Working data: Begin
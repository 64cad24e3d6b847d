use std::fmt::{Display, Formatter};
use std::path::PathBuf;

use serde::{Deserialize, Serialize};

use crate::hotkey::parse_hotkey;

pub const DEFAULT_HOTKEY: &str = "Ctrl+Alt+O";
pub const DEFAULT_BACKEND_PROGRAM: &str = "keyspring-ranker";
pub const DEFAULT_CHANNEL_NAME: &str = "keyspring-ranker";

#[derive(Debug)]
pub enum ConfigError {
    Io(std::io::Error),
    Parse(toml::de::Error),
    Encode(toml::ser::Error),
    Invalid(String),
}

impl Display for ConfigError {
    fn fmt(&self, f: &mut Formatter<'_>) -> std::fmt::Result {
        match self {
            Self::Io(error) => write!(f, "config io error: {error}"),
            Self::Parse(error) => write!(f, "config parse error: {error}"),
            Self::Encode(error) => write!(f, "config encode error: {error}"),
            Self::Invalid(detail) => write!(f, "invalid config: {detail}"),
        }
    }
}

impl std::error::Error for ConfigError {}

impl From<std::io::Error> for ConfigError {
    fn from(value: std::io::Error) -> Self {
        Self::Io(value)
    }
}

#[derive(Debug, Clone, PartialEq, Eq)]
pub struct Config {
    pub hotkey: String,
    pub backend_program: String,
    pub channel_name: String,
    pub registry_path: PathBuf,
    pub config_path: PathBuf,
    pub launch_at_startup: bool,
}

impl Default for Config {
    fn default() -> Self {
        let base = stable_app_data_dir();
        Self {
            hotkey: DEFAULT_HOTKEY.to_string(),
            backend_program: DEFAULT_BACKEND_PROGRAM.to_string(),
            channel_name: DEFAULT_CHANNEL_NAME.to_string(),
            registry_path: base.join("commands.toml"),
            config_path: base.join("config.toml"),
            launch_at_startup: false,
        }
    }
}

/// On-disk shape; every field optional so a sparse document works and
/// unknown keys are ignored.
#[derive(Debug, Default, Serialize, Deserialize)]
struct ConfigDoc {
    #[serde(default)]
    hotkey: Option<String>,
    #[serde(default)]
    backend_program: Option<String>,
    #[serde(default)]
    channel_name: Option<String>,
    #[serde(default)]
    registry_path: Option<PathBuf>,
    #[serde(default)]
    launch_at_startup: Option<bool>,
}

pub fn load(path: Option<PathBuf>) -> Result<Config, ConfigError> {
    let mut config = Config::default();
    if let Some(path) = path {
        config.config_path = path;
    }

    if !config.config_path.exists() {
        return Ok(config);
    }

    let raw = std::fs::read_to_string(&config.config_path)?;
    let doc: ConfigDoc = toml::from_str(&raw).map_err(ConfigError::Parse)?;

    if let Some(hotkey) = doc.hotkey {
        config.hotkey = hotkey;
    }
    if let Some(backend_program) = doc.backend_program {
        config.backend_program = backend_program;
    }
    if let Some(channel_name) = doc.channel_name {
        config.channel_name = channel_name;
    }
    if let Some(registry_path) = doc.registry_path {
        config.registry_path = registry_path;
    }
    if let Some(launch_at_startup) = doc.launch_at_startup {
        config.launch_at_startup = launch_at_startup;
    }

    Ok(config)
}

pub fn save(config: &Config) -> Result<(), ConfigError> {
    let doc = ConfigDoc {
        hotkey: Some(config.hotkey.clone()),
        backend_program: Some(config.backend_program.clone()),
        channel_name: Some(config.channel_name.clone()),
        registry_path: Some(config.registry_path.clone()),
        launch_at_startup: Some(config.launch_at_startup),
    };

    let encoded = toml::to_string_pretty(&doc).map_err(ConfigError::Encode)?;
    if let Some(parent) = config.config_path.parent() {
        std::fs::create_dir_all(parent)?;
    }
    std::fs::write(&config.config_path, encoded)?;
    Ok(())
}

pub fn validate(config: &Config) -> Result<(), ConfigError> {
    parse_hotkey(&config.hotkey).map_err(ConfigError::Invalid)?;

    if config.backend_program.trim().is_empty() {
        return Err(ConfigError::Invalid("backend_program is required".into()));
    }
    if config.channel_name.trim().is_empty() {
        return Err(ConfigError::Invalid("channel_name is required".into()));
    }
    if config.registry_path.as_os_str().is_empty() {
        return Err(ConfigError::Invalid("registry_path is required".into()));
    }
    if config.config_path.as_os_str().is_empty() {
        return Err(ConfigError::Invalid("config_path is required".into()));
    }

    Ok(())
}

/// Per-user application data directory; temp is the last resort so the app
/// still comes up on stripped-down accounts.
pub fn stable_app_data_dir() -> PathBuf {
    #[cfg(target_os = "windows")]
    {
        if let Some(appdata) = std::env::var_os("APPDATA") {
            return PathBuf::from(appdata).join("KeySpring");
        }
    }

    #[cfg(not(target_os = "windows"))]
    {
        if let Some(xdg) = std::env::var_os("XDG_CONFIG_HOME") {
            return PathBuf::from(xdg).join("keyspring");
        }
        if let Some(home) = std::env::var_os("HOME") {
            return PathBuf::from(home).join(".config").join("keyspring");
        }
    }

    std::env::temp_dir().join("keyspring")
}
Working data: End
▶ **Task details**:
Go through the entries above and copy each line with "value" in it.

▶ **Exercise solution**:
    fn from(value: std::io::Error) -> Self {
        Self::Io(value)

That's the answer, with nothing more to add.